Contraceptive Options for Women with Migraine Without Aura
Women with migraine without aura can safely use any contraceptive method, including combined hormonal contraceptives, as they do not have an increased risk of stroke compared to women with migraine with aura.
Safe Contraceptive Options
Combined Hormonal Contraceptives (CHCs)
- Combined oral contraceptives (COCs), vaginal rings, and patches are all appropriate options 1
- Low-dose formulations (containing ethinyl estradiol 35 μg or less) are preferred 1
- Extended or continuous regimens (24/4 rather than 21/7) may be beneficial for reducing menstrual migraine severity 2
Progestin-Only Methods
- All progestin-only methods are safe and appropriate:
- Progestin-only pills
- Levonorgestrel intrauterine device (IUD) - particularly beneficial for menstrual migraine 3
- Etonogestrel implant (Nexplanon)
- Depot medroxyprogesterone acetate injections
Non-Hormonal Methods
- Copper IUD
- Barrier methods (condoms, diaphragms, caps)
- Fertility awareness methods
Benefits of Hormonal Contraception for Migraine Without Aura
- Hormonal contraceptives, particularly extended regimens, can help manage menstrual migraine by stabilizing estrogen levels 4
- The 24/4 COC regimen (24 active pills + 4 placebo pills) has been shown to significantly reduce the intensity and duration of menstrual migraine compared to the traditional 21/7 regimen 2
- The levonorgestrel IUD is recommended by the American College of Obstetricians and Gynecologists as a preferred continuous progestogen option for menstrual migraine prevention 3
Important Monitoring Considerations
Regular follow-up every 6-12 months to monitor:
- Changes in migraine pattern
- Development of aura symptoms (which would necessitate discontinuation of CHCs)

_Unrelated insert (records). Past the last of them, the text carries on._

use config::{Config, ConfigError, Environment, File};
use serde::Deserialize;
use std::env;
use std::path::Path;
use thiserror::Error;
use tracing::{error, info};
use validator::{Validate, ValidationError, ValidationErrors};

/// Default values for configuration
const DEFAULT_LOG_LEVEL: &str = "info";
const DEFAULT_ENV: &str = "development";
const DEFAULT_PORT: u16 = 8080;
const CONFIG_DIR: &str = "config";

/// Application configuration structure with validation
#[derive(Clone, Debug, Deserialize, Validate)]
#[serde(deny_unknown_fields)]
pub struct AppConfig {
    /// Database connection URL (Postgres in production, SQLite for local runs)
    pub database_url: String,

    /// Server host address
    pub host: String,

    /// Server port (1024-65535)
    #[serde(default = "default_port")]
    #[validate(range(min = 1024, max = 65535))]
    pub port: u16,

    /// Application environment
    pub environment: String,

    /// Logging level
    #[serde(default = "default_log_level")]
    #[validate(custom = "validate_log_level")]
    pub log_level: String,

    /// Log in JSON format (structured logging)
    #[serde(default)]
    pub log_json: bool,

    /// Whether to create the warehouse tables on startup
    #[serde(default)]
    pub auto_migrate: bool,

    /// CORS: comma-separated list of allowed origins (production)
    #[serde(default)]
    pub cors_allowed_origins: Option<String>,

    /// Allow permissive CORS fallback
    #[serde(default)]
    pub cors_allow_any_origin: bool,

    /// DB pool: max connections
    #[serde(default = "default_db_max_connections")]
    pub db_max_connections: u32,

    /// DB pool: min connections
    #[serde(default = "default_db_min_connections")]
    pub db_min_connections: u32,

    /// DB timeouts (seconds)
    #[serde(default = "default_db_connect_timeout_secs")]
    pub db_connect_timeout_secs: u64,
    #[serde(default = "default_db_idle_timeout_secs")]
    pub db_idle_timeout_secs: u64,
    #[serde(default = "default_db_acquire_timeout_secs")]
    pub db_acquire_timeout_secs: u64,

    /// Default page size for dashboard responses
    #[serde(default = "default_api_page_size")]
    #[validate(range(min = 1, max = 100))]
    pub api_default_page_size: u32,

    /// Maximum page size accepted by dashboard endpoints
    #[serde(default = "default_api_max_page_size")]
    #[validate(range(min = 1, max = 100))]
    pub api_max_page_size: u32,
}

impl AppConfig {
    /// Creates a new configuration with defaults for everything but the essentials
    pub fn new(database_url: String, host: String, port: u16, environment: String) -> Self {
        Self {
            database_url,
            host,
            port,
            environment,
            log_level: default_log_level(),
            log_json: false,
            auto_migrate: false,
            cors_allowed_origins: None,
            cors_allow_any_origin: false,
            db_max_connections: default_db_max_connections(),
            db_min_connections: default_db_min_connections(),
            db_connect_timeout_secs: default_db_connect_timeout_secs(),
            db_idle_timeout_secs: default_db_idle_timeout_secs(),
            db_acquire_timeout_secs: default_db_acquire_timeout_secs(),
            api_default_page_size: default_api_page_size(),
            api_max_page_size: default_api_max_page_size(),
        }
    }

    /// Checks if running in production environment
    pub fn is_production(&self) -> bool {
        self.environment.eq_ignore_ascii_case("production")
    }

    /// Checks if running in development environment
    pub fn is_development(&self) -> bool {
        self.environment.eq_ignore_ascii_case("development")
    }

    /// Trimmed, non-empty entries of `cors_allowed_origins`
    pub fn cors_origins(&self) -> Vec<&str> {
        self.cors_allowed_origins
            .as_deref()
            .map(|raw| {
                raw.split(',')
                    .map(str::trim)
                    .filter(|origin| !origin.is_empty())
                    .collect()
            })
            .unwrap_or_default()
    }

    /// Returns true if explicit CORS origins are configured
    pub fn has_cors_allowed_origins(&self) -> bool {
        !self.cors_origins().is_empty()
    }

    /// Whether we should fall back to permissive CORS
    pub fn should_allow_permissive_cors(&self) -> bool {
        self.is_development() || self.cors_allow_any_origin
    }

    fn validate_additional_constraints(&self) -> Result<(), ValidationErrors> {
        let mut errors = ValidationErrors::new();

        if !self.should_allow_permissive_cors() && !self.has_cors_allowed_origins() {
            let mut err = ValidationError::new("cors_allowed_origins_required");
            err.message = Some(
                "Set APP__CORS_ALLOWED_ORIGINS for non-development environments or explicitly opt-in via APP__CORS_ALLOW_ANY_ORIGIN=true".into(),
            );
            errors.add("cors_allowed_origins", err);
        }

        if self.api_default_page_size > self.api_max_page_size {
            let mut err = ValidationError::new("api_default_page_size");
            err.message = Some("api_default_page_size must not exceed api_max_page_size".into());
            errors.add("api_default_page_size", err);
        }

        if errors.errors().is_empty() {
            Ok(())
        } else {
            Err(errors)
        }
    }

    /// Runs derive-based and cross-field validation.
    pub fn validate_all(&self) -> Result<(), ValidationErrors> {
        self.validate()?;
        self.validate_additional_constraints()
    }

    /// Gets log level reference
    pub fn log_level(&self) -> &str {
        &self.log_level
    }
}

/// Configuration loading errors
#[derive(Debug, Error)]
pub enum AppConfigError {
    #[error("Configuration loading failed: {0}")]
    Load(#[from] ConfigError),

    #[error("Configuration validation failed: {0}")]
    Validation(#[from] validator::ValidationErrors),

    #[error("IO error: {0}")]
    Io(#[from] std::io::Error),
}

fn default_log_level() -> String {
    DEFAULT_LOG_LEVEL.to_string()
}

fn default_port() -> u16 {
    DEFAULT_PORT
}

fn default_db_max_connections() -> u32 {
    16
}

fn default_db_min_connections() -> u32 {
    2
}

fn default_db_connect_timeout_secs() -> u64 {
    30
}

fn default_db_idle_timeout_secs() -> u64 {
    600
}

fn default_db_acquire_timeout_secs() -> u64 {
    8
}

fn default_api_page_size() -> u32 {
    20
}

fn default_api_max_page_size() -> u32 {
    100
}

/// Validates log level values
fn validate_log_level(level: &str) -> Result<(), ValidationError> {
    let valid_levels = ["trace", "debug", "info", "warn", "error"];
    if valid_levels.contains(&level.to_lowercase().as_str()) {
        Ok(())
    } else {
        let mut err = ValidationError::new("log_level");
        err.message = Some("Must be one of: trace, debug, info, warn, error".into());
        Err(err)
    }
}

/// Initializes the global tracing subscriber.
///
/// `RUST_LOG` wins when set; otherwise `warehouse_api=<level>,tower_http=debug`.
pub fn init_tracing(level: &str, json: bool) {
    use tracing_subscriber::fmt;

    let default_directive = format!("warehouse_api={},tower_http=debug", level);
    let filter_directive = env::var("RUST_LOG")
        .ok()
        .filter(|s| !s.trim().is_empty())
        .unwrap_or(default_directive);

    if json {
        let _ = fmt().with_env_filter(filter_directive).json().try_init();
    } else {
        let _ = fmt().with_env_filter(filter_directive).try_init();
    }
}

/// Loads application configuration
///
/// Layers configuration sources in this order:
/// 1. Default config (config/default.toml)
/// 2. Environment-specific config (config/{env}.toml)
/// 3. Docker config (config/docker.toml) if DOCKER env var is set
/// 4. Environment variables (APP__*)
pub fn load_config() -> Result<AppConfig, AppConfigError> {
    // Support both RUN_ENV and APP_ENV for selecting config profile
    let run_env = env::var("RUN_ENV")
        .or_else(|_| env::var("APP_ENV"))
        .unwrap_or_else(|_| DEFAULT_ENV.to_string());
    info!("Loading configuration for environment: {}", run_env);

    if !Path::new(CONFIG_DIR).exists() {
        info!(
            "Config directory '{}' not found; relying on built-in defaults and environment variables",
            CONFIG_DIR
        );
    }

    let mut builder = Config::builder()
        .set_default("database_url", "sqlite://warehouse.db?mode=rwc")?
        .set_default("host", "0.0.0.0")?
        .set_default("port", DEFAULT_PORT as i64)?
        .set_default("environment", DEFAULT_ENV)?
        .set_default("log_level", DEFAULT_LOG_LEVEL)?
        .set_default("log_json", false)?
        .add_source(File::with_name(&format!("{}/default", CONFIG_DIR)).required(false))
        .add_source(File::with_name(&format!("{}/{}", CONFIG_DIR, run_env)).required(false));

    if env::var("DOCKER").is_ok() {
        info!("Docker environment detected");
        builder =
            builder.add_source(File::with_name(&format!("{}/docker", CONFIG_DIR)).required(false));
    }

    let config = builder
        .add_source(Environment::with_prefix("APP").separator("__"))
        .build()?;

    let app_config: AppConfig = config.try_deserialize()?;

    app_config.validate().map_err(|e| {
        error!("Configuration validation failed: {:?}", e);
        AppConfigError::Validation(e)
    })?;

    app_config.validate_additional_constraints().map_err(|e| {
        error!("Configuration constraint validation failed: {:?}", e);
        AppConfigError::Validation(e)
    })?;

    info!("Configuration loaded successfully");
    Ok(app_config)
}

#[cfg(test)]
mod tests {
    use super::*;
    use rstest::rstest;

    fn base_config() -> AppConfig {
        AppConfig::new(
            "sqlite://warehouse.db?mode=memory".into(),
            "127.0.0.1".into(),
            8080,
            "production".into(),
        )
    }

    #[test]
    fn non_dev_requires_cors_origins() {
        let cfg = base_config();
        assert!(cfg.validate_additional_constraints().is_err());
    }

    #[test]
    fn non_dev_allows_override_flag() {
        let mut cfg = base_config();
        cfg.cors_allow_any_origin = true;
        assert!(cfg.validate_additional_constraints().is_ok());
    }

    #[test]
    fn non_dev_with_origins_passes() {
        let mut cfg = base_config();
        cfg.cors_allowed_origins = Some("https://wms.example.com".into());
        assert!(cfg.validate_additional_constraints().is_ok());
    }

    #[test]
    fn cors_origins_skip_blank_entries() {
        let mut cfg = base_config();
        cfg.cors_allowed_origins = Some(" https://a.example , ,https://b.example".into());
        assert_eq!(cfg.cors_origins(), ["https://a.example", "https://b.example"]);

        cfg.cors_allowed_origins = Some(" , ".into());
        assert!(!cfg.has_cors_allowed_origins());
    }

    #[test]
    fn development_allows_permissive_by_default() {
        let mut cfg = base_config();
        cfg.environment = "development".into();
        assert!(cfg.validate_all().is_ok());
    }

    #[rstest]
    #[case(80, false)]
    #[case(1024, true)]
    #[case(8080, true)]
    fn port_must_be_unprivileged(#[case] port: u16, #[case] ok: bool) {
        let mut cfg = base_config();
        cfg.environment = "development".into();
        cfg.port = port;
        assert_eq!(cfg.validate().is_ok(), ok);
    }

    #[rstest]
    #[case("info", true)]
    #[case("DEBUG", true)]
    #[case("verbose", false)]
    fn log_level_is_checked(#[case] level: &str, #[case] ok: bool) {
        let mut cfg = base_config();
        cfg.log_level = level.into();
        assert_eq!(cfg.validate().is_ok(), ok);
    }

    #[test]
    fn page_size_limits_are_bounded() {
        let mut cfg = base_config();
        cfg.environment = "development".into();
        cfg.api_max_page_size = 500;
        assert!(cfg.validate().is_err());

        cfg.api_max_page_size = 50;
        cfg.api_default_page_size = 60;
        assert!(cfg.validate_all().is_err());
    }
}
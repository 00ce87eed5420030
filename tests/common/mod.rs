#![allow(dead_code)]

use std::sync::Arc;

use axum::{
    body::{to_bytes, Body},
    http::{Request, StatusCode},
    Router,
};
use chrono::NaiveDateTime;
use sea_orm::{ActiveModelTrait, DatabaseConnection, Set};
use serde_json::Value;
use tower::ServiceExt;
use warehouse_api::{
    config::AppConfig,
    db::{self, DbConfig},
    entities::{
        area, container_inventory, internal_transfer_request, inventory, location,
        outbound_shipment_request, warehouse_import_container, warehouse_import_requirement,
    },
    services::DashboardService,
    AppState,
};

/// Fresh in-memory SQLite database with the warehouse schema applied.
/// A single pooled connection keeps the in-memory database alive.
pub async fn setup_db() -> Arc<DatabaseConnection> {
    let cfg = DbConfig {
        url: "sqlite::memory:".into(),
        max_connections: 1,
        min_connections: 1,
        sqlx_logging: false,
        ..Default::default()
    };
    let pool = db::establish_connection_with_config(&cfg)
        .await
        .expect("failed to open in-memory database");
    db::run_migrations(&pool)
        .await
        .expect("failed to run migrations in tests");
    Arc::new(pool)
}

pub fn dashboard(db: &Arc<DatabaseConnection>) -> DashboardService {
    DashboardService::new(db.clone())
}

pub fn ts(raw: &str) -> NaiveDateTime {
    NaiveDateTime::parse_from_str(raw, "%Y-%m-%d %H:%M:%S").expect("valid test timestamp")
}

pub async fn insert_area(db: &DatabaseConnection, code: Option<&str>) -> i32 {
    area::ActiveModel {
        code: Set(code.map(str::to_string)),
        name: Set(code.map(|c| format!("Area {c}"))),
        ..Default::default()
    }
    .insert(db)
    .await
    .expect("insert area")
    .id
}

pub async fn insert_location(db: &DatabaseConnection, area_id: Option<i32>, code: &str) -> i32 {
    location::ActiveModel {
        code: Set(Some(code.to_string())),
        area_id: Set(area_id),
        ..Default::default()
    }
    .insert(db)
    .await
    .expect("insert location")
    .id
}

#[derive(Debug, Clone, Default)]
pub struct InventorySeed {
    pub identifier: String,
    pub name: Option<String>,
    pub sap_code: Option<String>,
    pub po: Option<String>,
    pub serial_pallet: Option<String>,
    pub location_id: Option<i32>,
    pub available: i32,
    pub initial: i32,
    pub calculated_status: Option<String>,
    pub updated_by: Option<String>,
    pub updated_date: Option<NaiveDateTime>,
    pub received_date: Option<NaiveDateTime>,
}

impl InventorySeed {
    pub fn new(identifier: &str, location_id: Option<i32>, available: i32) -> Self {
        Self {
            identifier: identifier.to_string(),
            location_id,
            available,
            initial: available,
            ..Default::default()
        }
    }

    pub fn sap(mut self, sap_code: &str) -> Self {
        self.sap_code = Some(sap_code.to_string());
        self
    }

    pub fn po(mut self, po: &str) -> Self {
        self.po = Some(po.to_string());
        self
    }

    pub fn pallet(mut self, serial: &str) -> Self {
        self.serial_pallet = Some(serial.to_string());
        self
    }

    pub fn name(mut self, name: &str) -> Self {
        self.name = Some(name.to_string());
        self
    }

    pub fn updated(mut self, at: &str) -> Self {
        self.updated_date = Some(ts(at));
        self
    }
}

pub async fn insert_inventory(db: &DatabaseConnection, seed: InventorySeed) -> i32 {
    inventory::ActiveModel {
        identifier: Set(seed.identifier),
        name: Set(seed.name),
        serial_pallet: Set(seed.serial_pallet),
        sap_code: Set(seed.sap_code),
        po: Set(seed.po),
        location_id: Set(seed.location_id),
        available_quantity: Set(seed.available),
        initial_quantity: Set(seed.initial),
        calculated_status: Set(seed.calculated_status),
        updated_by: Set(seed.updated_by),
        updated_date: Set(seed.updated_date),
        received_date: Set(seed.received_date),
        ..Default::default()
    }
    .insert(db)
    .await
    .expect("insert inventory")
    .id
}

/// Attaches inventory to a client through requirement, container and scan rows.
pub async fn link_to_client(db: &DatabaseConnection, inventory_identifier: &str, client_id: i32) {
    let requirement = warehouse_import_requirement::ActiveModel {
        wo_code: Set(Some(format!("WO-{inventory_identifier}"))),
        client_id: Set(Some(client_id)),
        ..Default::default()
    }
    .insert(db)
    .await
    .expect("insert requirement");

    let container = warehouse_import_container::ActiveModel {
        warehouse_import_requirement_id: Set(Some(requirement.id)),
        ..Default::default()
    }
    .insert(db)
    .await
    .expect("insert container");

    container_inventory::ActiveModel {
        import_container_id: Set(Some(container.id)),
        inventory_identifier: Set(Some(inventory_identifier.to_string())),
        ..Default::default()
    }
    .insert(db)
    .await
    .expect("insert container inventory");
}

#[derive(Debug, Clone, Default)]
pub struct RequestSeed {
    pub code: Option<String>,
    pub status: bool,
    pub updated_by: Option<String>,
    pub updated_date: Option<NaiveDateTime>,
    pub deleted_at: Option<NaiveDateTime>,
    pub from_warehouse: Option<i32>,
    pub to_warehouse: Option<i32>,
    pub branch: Option<String>,
    pub production_team: Option<String>,
    pub client_id: Option<i32>,
}

impl RequestSeed {
    pub fn new(code: &str, updated: Option<&str>) -> Self {
        Self {
            code: Some(code.to_string()),
            updated_date: updated.map(ts),
            ..Default::default()
        }
    }

    pub fn deleted(mut self) -> Self {
        self.deleted_at = Some(ts("2025-01-31 00:00:00"));
        self
    }

    pub fn by(mut self, user: &str) -> Self {
        self.updated_by = Some(user.to_string());
        self
    }

    pub fn route(mut self, from: i32, to: i32) -> Self {
        self.from_warehouse = Some(from);
        self.to_warehouse = Some(to);
        self
    }

    pub fn done(mut self) -> Self {
        self.status = true;
        self
    }
}

pub async fn insert_import(db: &DatabaseConnection, seed: RequestSeed) -> i32 {
    warehouse_import_requirement::ActiveModel {
        wo_code: Set(seed.code),
        client_id: Set(seed.client_id),
        branch: Set(seed.branch),
        production_team: Set(seed.production_team),
        status: Set(seed.status),
        updated_by: Set(seed.updated_by),
        updated_date: Set(seed.updated_date),
        deleted_at: Set(seed.deleted_at),
        ..Default::default()
    }
    .insert(db)
    .await
    .expect("insert import requirement")
    .id
}

pub async fn insert_transfer(db: &DatabaseConnection, seed: RequestSeed) -> i32 {
    internal_transfer_request::ActiveModel {
        ma_yc_cknb: Set(seed.code),
        tu_kho: Set(seed.from_warehouse),
        den_kho: Set(seed.to_warehouse),
        status: Set(seed.status),
        updated_by: Set(seed.updated_by),
        updated_date: Set(seed.updated_date),
        deleted_at: Set(seed.deleted_at),
        ..Default::default()
    }
    .insert(db)
    .await
    .expect("insert transfer request")
    .id
}

pub async fn insert_export(db: &DatabaseConnection, seed: RequestSeed) -> i32 {
    outbound_shipment_request::ActiveModel {
        ma_yc_xk: Set(seed.code),
        kho_xuat: Set(seed.from_warehouse),
        xuat_toi: Set(seed.to_warehouse),
        status: Set(seed.status),
        updated_by: Set(seed.updated_by),
        updated_date: Set(seed.updated_date),
        deleted_at: Set(seed.deleted_at),
        ..Default::default()
    }
    .insert(db)
    .await
    .expect("insert outbound shipment request")
    .id
}

/// Full HTTP application over the given database.
pub fn test_app(db: Arc<DatabaseConnection>) -> Router {
    let cfg = AppConfig::new(
        "sqlite::memory:".into(),
        "127.0.0.1".into(),
        18_080,
        "test".into(),
    );
    warehouse_api::app(AppState::new(db, cfg))
}

pub async fn get_json(app: &Router, uri: &str) -> (StatusCode, Value) {
    let response = app
        .clone()
        .oneshot(Request::get(uri).body(Body::empty()).expect("request"))
        .await
        .expect("router response");
    let status = response.status();
    let body = to_bytes(response.into_body(), usize::MAX)
        .await
        .expect("read body");
    let value = serde_json::from_slice(&body).unwrap_or(Value::Null);
    (status, value)
}

pub async fn post_json(app: &Router, uri: &str, payload: Value) -> (StatusCode, Value) {
    let response = app
        .clone()
        .oneshot(
            Request::post(uri)
                .header("content-type", "application/json")
                .body(Body::from(payload.to_string()))
                .expect("request"),
        )
        .await
        .expect("router response");
    let status = response.status();
    let body = to_bytes(response.into_body(), usize::MAX)
        .await
        .expect("read body");
    let value = serde_json::from_slice(&body).unwrap_or(Value::Null);
    (status, value)
}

- Cardiovascular risk factors
- Treatment effectiveness using headache calendars 3
Blood pressure should be monitored at baseline and during follow-up visits 1
Key Distinctions and Warnings
- Important distinction: Migraine WITH aura is a contraindication to combined hormonal contraceptives due to significantly increased stroke risk 1, 3
- Monitor for development of aura symptoms, which would require discontinuation of CHCs
- Additional risk factors that would contraindicate CHC use include:
- Age ≥35 years and smoking
- Uncontrolled hypertension
- Thrombophilia or history of thromboembolism
- Complicated valvular heart disease 1
Algorithm for Contraceptive Selection in Migraine Without Aura
First-line options:
- Low-dose combined hormonal contraceptives (≤35 μg ethinyl estradiol) if no other contraindications exist
- Consider extended or continuous regimens (24/4) for better migraine control
If menstrual migraine is severe or patient prefers non-estrogen methods:
- Levonorgestrel IUD
- Other progestin-only methods
If hormonal methods are contraindicated or not desired:
- Copper IUD
- Barrier methods
Immediately discontinue CHCs and switch to non-estrogen methods if:
- Aura symptoms develop
- New cardiovascular risk factors emerge
- Migraine frequency or severity significantly worsens
By following these guidelines, women with migraine without aura can safely use contraceptive methods that may also help manage their migraine symptoms.